À Dijon, un Rude limpide

Par Colin Lemoine · L'ŒIL

Le 8 novembre 2012 - 304 mots

Exposer une sculpture, la sculpture, n’est pas chose aisée. C’est que le médium est, par nature, complexe. Physiquement, d’abord : la tridimensionnalité s’accommode mal des cimaises. Techniquement, ensuite : la pluralité des intervenants mérite souvent explication. Historiquement, enfin : l’aspect multiple et posthume de certains originaux heurte encore la réception euclidienne.

Partagée entre le Musée des beaux-arts, qui en accueille la part la plus saillante, le musée éponyme et la Nef, l’exposition que la ville de Dijon réserve à ses compatriotes François et Sophie Rude tranche par sa finesse et sa rigueur. Implacable et impeccable.

Symbole et nature
François Rude (1784-1855) est un artiste aussi prodigieux que méconnu. Une étrangeté historiographique dont souffre – injustice moins dommageable – la peinture de son épouse (1797-1867).
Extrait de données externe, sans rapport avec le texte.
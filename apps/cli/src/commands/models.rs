//! Models command implementation.

use super::resolve_strategy;
use super::types::ModelsCommand;
use crate::context::{AppContext, GlobalOptions};
use anyhow::Result;
use colored::Colorize;
use relay_orchestrator::{ModelDescriptor, ModelFilter, ScoredModel};
use serde_json::json;

/// Execute the models command.
pub async fn execute(command: ModelsCommand, options: &GlobalOptions) -> Result<()> {
    let ctx = AppContext::build(options).await?;
    match command {
        ModelsCommand::List { free, min_context, json } => {
            let filter = ModelFilter { free_only: free, min_context_window: min_context, ..Default::default() };
            list_models(&ctx, &filter, json)
        }
        ModelsCommand::Rank { strategy, json } => rank_models(&ctx, strategy.as_deref(), json),
    }
}

fn list_models(ctx: &AppContext, filter: &ModelFilter, json_output: bool) -> Result<()> {
    let models = ctx.orchestrator.catalog().list(filter);

    if json_output {
        println!("{}", serde_json::to_string_pretty(&models)?);
        return Ok(());
    }

    println!();
    println!("{}", format!("Model Catalog ({})", models.len()).bold().cyan());
    println!();
    if models.is_empty() {
        println!("  {}", "No models match the given filters.".dimmed());
        return Ok(());
    }

    println!("{:<52} {:>9} {:>9} {:<10} {:>3} {:>3} {}", "ID", "Context", "$/1M", "Tier", "Q", "R", "Tools");
    println!("{}", "-".repeat(98));
    for model in &models {
        print_model_row(model);
    }
    println!();
    Ok(())
}

fn print_model_row(model: &ModelDescriptor) {
    let tier = if model.is_free() { model.tier.to_string().green() } else { model.tier.to_string().normal() };
    let tools = if model.supports_function_calling { "yes".green() } else { "no".dimmed() };
    println!(
        "{:<52} {:>9} {:>9.2} {:<10} {:>3} {:>3} {}",
        model.id.to_string().cyan(),
        model.context_window,
        model.cost_per_unit,
        tier,
        model.quality_score,
        model.reliability_score,
        tools
    );
}

fn rank_models(ctx: &AppContext, strategy: Option<&str>, json_output: bool) -> Result<()> {
    let strategy = resolve_strategy(strategy, ctx.orchestrator.settings().strategy)?;
    let ranked = ctx.orchestrator.rank(strategy)?;

    if json_output {
        let rows: Vec<_> = ranked
            .iter()
            .enumerate()
            .map(|(i, s)| {
                json!({
                    "rank": i + 1,
                    "model_id": s.model.id.to_string(),
                    "score": s.score,
                    "breakdown": s.breakdown,
                })
            })
            .collect();
        println!("{}", serde_json::to_string_pretty(&json!({ "strategy": strategy, "candidates": rows }))?);
        return Ok(());
    }

    println!();
    println!("{}", format!("Candidates for strategy '{strategy}'").bold().cyan());
    println!();
    println!("{:>4}  {:<52} {:>8}  {}", "#", "Model", "Score", "quality/reliability/cost/tier/diversity/penalty");
    println!("{}", "-".repeat(110));
    for (i, scored) in ranked.iter().enumerate() {
        print_ranked_row(i + 1, scored);
    }
    println!();
    Ok(())
}

fn print_ranked_row(rank: usize, scored: &ScoredModel) {
    let b = &scored.breakdown;
    println!(
        "{:>4}  {:<52} {:>8.2}  {:.1}/{:.1}/{:.1}/{:.1}/{:.1}/{:.1}",
        rank,
        scored.model.id.to_string().cyan(),
        scored.score,
        b.quality,
        b.reliability,
        b.cost,
        b.tier,
        b.diversity,
        b.frequency_penalty
    );
}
Admirablement mise en scène par Hubert Le Gall, didactique et aérée, l’exposition se déploie chronologiquement et ménage des séquences thématiques efficientes – consacrées ici aux portraits de David (1826-1838), là aux avatars de La Marseillaise (1833-1836) dans la sculpture européenne.

Étayé par de délicieux dessins, l’ensemble dédié à la vie d’Achille (1823) est certes constitué de surmoulages, il n’en demeure pas moins une courroie nécessaire à la mécanique intellectuelle qui préside le propos : le romantisme de Rude est mâtiné de nombreuses solutions exogènes, notamment néoclassiques (Pêcheur napolitain, 1831-1833). Des fontes posthumes et des marbres achevés après la mort de Rude écorcheront les thuriféraires de la main autographe, les évangélistes de l’œuvre « du vivant de l’artiste ». Or, ces sculptures, jamais apocryphes et toujours originales, viennent éclairer la déroutante subtilité d’une technique que le Dijonnais sut porter à son comble. Ainsi le Gisant de Godefroy de Cavaignac (1847) qui voit le sculpteur s’inspirer de Germain Pilon et d’un masque mortuaire, faisant de ce chef-d’œuvre le fruit adultérin du symbole et de la nature, de l’art et du réel. À méditer.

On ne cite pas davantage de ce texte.